# An Energy Efficient Design Using CSAT Approach on Ultra Scale FPGA

Tanesh Kumar, Mohamed Hashim Minver, Teerath Das Department of Computer Science South Asian University Delhi, India tanesh.sitani@hotmail.com, mhminver@gmail.com, teerath.sitani@gmail.com

*Abstract*— In this paper an approach called Capacitance Scaling Ambient Temperature (CSAT) is used to design an energy efficient as well as thermal efficient GCD generator. Energy efficient means it dissipates less power either IO power or leakage power than their traditional counterpart. Thermal efficient means junction temperature of FPGA is lesser than their traditional counterpart. Where, Junction temperature is the highest temperature of an actual device or silicon die in FPGA. Our work shows the variance of I/O power and Junction temperature at different capacitance values under different frequencies.
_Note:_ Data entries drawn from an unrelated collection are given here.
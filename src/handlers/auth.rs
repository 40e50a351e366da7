//! # Ceremony Handlers
//!
//! HTTP orchestration of the passkey ceremonies. The handlers own every
//! storage decision: the verifiers below them consume challenges and check
//! cryptography, but persisting credentials, resolving identities, and
//! issuing sessions happens here.
//!
//! A ceremony is only reported successful after its credential or counter
//! update has been durably stored: the persistence call is awaited before
//! the success response (and before any session is created).

use crate::db::{credentials, users};
use crate::error::{AppError, AppResult};
use crate::state::AppState;
use crate::webauthn::error::CeremonyError;
use crate::webauthn::options::{self, CredentialRef};
use crate::webauthn::types::{
    base64url_decode, AssertionResponse, CreationOptions, RegistrationResponse, RequestOptions,
};
use crate::webauthn::{authentication, registration};
use axum::{extract::State, Json};
use serde::Deserialize;
use serde_json::{json, Value};
use tower_sessions::Session;

#[derive(Debug, Deserialize)]
pub struct RegistrationStartRequest {
    pub email: String,
    /// Defaults to the email when absent.
    pub display_name: Option<String>,
}

#[derive(Debug, Deserialize)]
pub struct RegistrationFinishRequest {
    pub email: String,
    pub credential: RegistrationResponse,
}

#[derive(Debug, Deserialize)]
pub struct AuthenticationStartRequest {
    pub email: String,
}

#[derive(Debug, Deserialize)]
pub struct AuthenticationFinishRequest {
    pub email: String,
    pub credential: AssertionResponse,
}

// Registration endpoints

/// Step 1 of registration: mint a challenge and return creation options.
///
/// Works for both brand-new identities (random user handle, user row
/// created only after the attestation verifies) and existing users adding
/// a second passkey (their current credentials become the exclude list).
pub async fn register_start(
    State(state): State<AppState>,
    Json(req): Json<RegistrationStartRequest>,
) -> AppResult<Json<CreationOptions>> {
    let display_name = req.display_name.clone().unwrap_or_else(|| req.email.clone());

    let (user_handle, exclude) = match users::find_by_email(&state.db, &req.email).await? {
        Some(user) => {
            let exclude = credential_refs(&credentials::find_by_user_id(&state.db, &user.id).await?);
            (user.id.into_bytes(), exclude)
        }
        // The handle only disambiguates authenticators; a placeholder is
        // fine before the user row exists.
        None => (options::new_user_handle(), Vec::new()),
    };

    let creation_options = options::registration_options(
        &state.rp,
        &state.challenges,
        &req.email,
        &display_name,
        &user_handle,
        &exclude,
    );

    Ok(Json(creation_options))
}

/// Step 2 of registration: verify the attestation and persist the
/// credential. Nothing is stored when any verification step fails.
pub async fn register_finish(
    State(state): State<AppState>,
    Json(req): Json<RegistrationFinishRequest>,
) -> AppResult<Json<Value>> {
    let verified = registration::complete_registration(
        &state.rp,
        &state.challenges,
        &req.email,
        &req.credential,
    )?;

    // Resolve or create the owner only after the attestation verified.
    let user = match users::find_by_email(&state.db, &req.email).await? {
        Some(user) => user,
        None => users::create_user(&state.db, &req.email, &req.email).await?,
    };

    let row = credentials::insert_credential(&state.db, &user.id, &verified).await?;
    tracing::info!(user_id = %user.id, credential_id = %row.id, "passkey registered");

    Ok(Json(json!({
        "success": true,
        "message": "Registration successful"
    })))
}

// Authentication endpoints

/// Step 1 of authentication: mint a challenge and return request options
/// carrying the user's allow-list.
pub async fn authenticate_start(
    State(state): State<AppState>,
    Json(req): Json<AuthenticationStartRequest>,
) -> AppResult<Json<RequestOptions>> {
    // An unknown email gets the same rejection as a user without passkeys.
    let allowed = match users::find_by_email(&state.db, &req.email).await? {
        Some(user) => credential_refs(&credentials::find_by_user_id(&state.db, &user.id).await?),
        None => Vec::new(),
    };

    let request_options =
        options::authentication_options(&state.rp, &state.challenges, &req.email, &allowed)?;

    Ok(Json(request_options))
}

/// Step 2 of authentication: verify the assertion, persist the new
/// counter together with the login record, then create the session.
pub async fn authenticate_finish(
    session: Session,
    State(state): State<AppState>,
    Json(req): Json<AuthenticationFinishRequest>,
) -> AppResult<Json<Value>> {
    let user = users::find_by_email(&state.db, &req.email)
        .await?
        .ok_or(CeremonyError::UnknownCredential)?;

    // Locate the credential the client claims to present and check
    // ownership. The stored key and counter feed the verifier.
    let stored =
        credentials::find_owned_credential(&state.db, &user.id, &req.credential.raw_id).await?;

    let stored_counter = u32::try_from(stored.counter)
        .map_err(|_| AppError::Internal("stored counter out of range".to_string()))?;

    let new_counter = authentication::complete_authentication(
        &state.rp,
        &state.challenges,
        &req.email,
        &req.credential,
        &stored.public_key,
        stored_counter,
    )?;

    // Durably record counter + login before reporting success or creating
    // the session.
    credentials::record_login(&state.db, &stored.id, new_counter).await?;

    session
        .insert("user_id", &user.id)
        .await
        .map_err(|e| AppError::Internal(format!("Session error: {}", e)))?;

    tracing::info!(user_id = %user.id, credential_id = %stored.id, "passkey login");

    Ok(Json(json!({
        "success": true,
        "user_id": user.id,
        "message": "Authentication successful"
    })))
}

pub async fn logout(State(_state): State<AppState>, session: Session) -> AppResult<Json<Value>> {
    session
        .delete()
        .await
        .map_err(|e| AppError::Internal(format!("Session error: {}", e)))?;

    Ok(Json(json!({
        "success": true,
        "message": "Logged out successfully"
    })))
}

pub async fn session_info(
    State(_state): State<AppState>,
    session: Session,
) -> AppResult<Json<Value>> {
    let user_id: Option<String> = session
        .get("user_id")
        .await
        .map_err(|e| AppError::Internal(format!("Session error: {}", e)))?;

    match user_id {
        Some(id) => Ok(Json(json!({
            "authenticated": true,
            "user_id": id
        }))),
        None => Ok(Json(json!({
            "authenticated": false
        }))),
    }
}

/// (credential id bytes, transports) pairs for option building.
fn credential_refs(rows: &[crate::db::models::PasskeyCredential]) -> Vec<CredentialRef> {
    rows.iter()
        .filter_map(|row| {
            let id = base64url_decode(&row.id).ok()?;
            Some((id, credentials::decode_transports(row.transports.as_deref())))
        })
        .collect()
}
use serde::Serialize;

use skillstar_core::{BBox, Person, Point, Polygon, RenderConfig, Rgba, Segment, SkillSetConfig};

use crate::canvas::RenderError;
use crate::compositor::{highlight_passes, CompositePass};
use crate::scene::{ChartGeometry, GRID_LINE_WIDTH};

/// One ring of the grid as it is stroked.
#[derive(Debug, Clone, Serialize)]
pub struct RenderRing {
    pub level: usize,
    pub radius: f64,
    /// Closed vertex list; the last vertex repeats the first.
    pub vertices: Vec<Point>,
}

/// A labelled spoke.
#[derive(Debug, Clone, Serialize)]
pub struct RenderSpoke {
    pub skill: String,
    pub segment: Segment,
}

/// Everything the raster renderer draws, in draw order, as plain data.
#[derive(Debug, Clone, Serialize)]
pub struct SceneDescription {
    pub width: u32,
    pub height: u32,
    pub center: Point,
    pub person: String,
    pub background: Rgba,
    pub grid_color: Rgba,
    pub grid_line_width: f32,
    /// Outermost first.
    pub rings: Vec<RenderRing>,
    pub spokes: Vec<RenderSpoke>,
    pub highlight: Polygon,
    pub highlight_bbox: Option<BBox>,
    pub passes: Vec<CompositePass>,
}

impl SceneDescription {
    pub fn to_json(&self) -> Result<String, serde_json::Error> {
        serde_json::to_string_pretty(self)
    }
}

/// Builds the scene description from the same validated geometry as [`crate::render_skill_star`].
pub fn describe_scene(
    skills: &SkillSetConfig,
    render: &RenderConfig,
    person: &Person,
) -> Result<SceneDescription, RenderError> {
    let ChartGeometry { grid, highlight } = ChartGeometry::build(skills, render, person)?;

    let rings = grid
        .drawable_rings()
        .filter_map(|(level, ring)| {
            Some(RenderRing {
                level,
                radius: grid.ring_radius(level)?,
                vertices: ring.vertices.clone(),
            })
        })
        .collect();

    let spokes = skills
        .skills
        .iter()
        .zip(grid.spokes())
        .map(|(skill, segment)| RenderSpoke {
            skill: skill.clone(),
            segment,
        })
        .collect();

    Ok(SceneDescription {
        width: render.width,
        height: render.height,
        center: grid.center(),
        person: person.name.clone(),
        background: render.background_color,
        grid_color: render.stroke_color,
        grid_line_width: GRID_LINE_WIDTH,
        rings,
        spokes,
        highlight_bbox: highlight.bbox(),
        highlight,
        passes: highlight_passes(render.person_color).to_vec(),
    })
}
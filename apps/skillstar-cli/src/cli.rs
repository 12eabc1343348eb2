use std::path::PathBuf;

use anyhow::{bail, Result};
use clap::Parser;

use skillstar_core::Rgba;
use skillstar_io::ChartDocument;

#[derive(Parser, Debug)]
#[command(about = "Render a skill star chart to PNG", version)]
pub struct Args {
    /// Chart document (JSON with `skills`, `person`, optional `render`)
    pub document: Option<PathBuf>,

    /// Render the built-in five-skill demo chart instead of a document
    #[arg(long, conflicts_with = "document")]
    pub demo: bool,

    /// Where to write the PNG
    #[arg(short, long, default_value = "image.png")]
    pub output: PathBuf,

    /// Also write the chart geometry and composite passes as JSON
    #[arg(long)]
    pub dump_scene: Option<PathBuf>,

    /// Override the highlight color (#RRGGBB or #RRGGBBAA)
    #[arg(long)]
    pub person_color: Option<Rgba>,

    /// Override the outer ring radius in pixels
    #[arg(long)]
    pub radius: Option<u32>,
}

impl Args {
    /// Loads the chart named on the command line and applies overrides.
    pub fn chart(&self) -> Result<ChartDocument> {
        let mut doc = match (&self.document, self.demo) {
            (Some(path), _) => ChartDocument::load(path)?,
            (None, true) => ChartDocument::demo(),
            (None, false) => bail!("no chart document given (pass a JSON file or --demo)"),
        };
        if let Some(color) = self.person_color {
            doc.render = doc.render.with_person_color(color);
        }
        if let Some(radius) = self.radius {
            doc.render = doc.render.with_radius(radius);
        }
        doc.validate()?;
        Ok(doc)
    }
}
There is 15.22% reduction in I/O Power when we scale down capacitance from 100pF to 80pF. There is 29.31%, 44.83%, 58.62%, and 74.14% reduction when we further scale down capacitance to 60pF, 40pF, 20pF and 0pF. When we scale down capacitance from 100pF to 80pF, 60pF, 40pF, 20pF and 0pF, when we scale down capacitance from 100pF to 80pF, 60pF, 40pF, 20pF and 0pF, there is 3%, 6%, 9.14%, 12.14% and 15.19% reduction in junction temperature respectively at 100GHz device operating frequency. Virtex-6 is our target FPGA device for this design.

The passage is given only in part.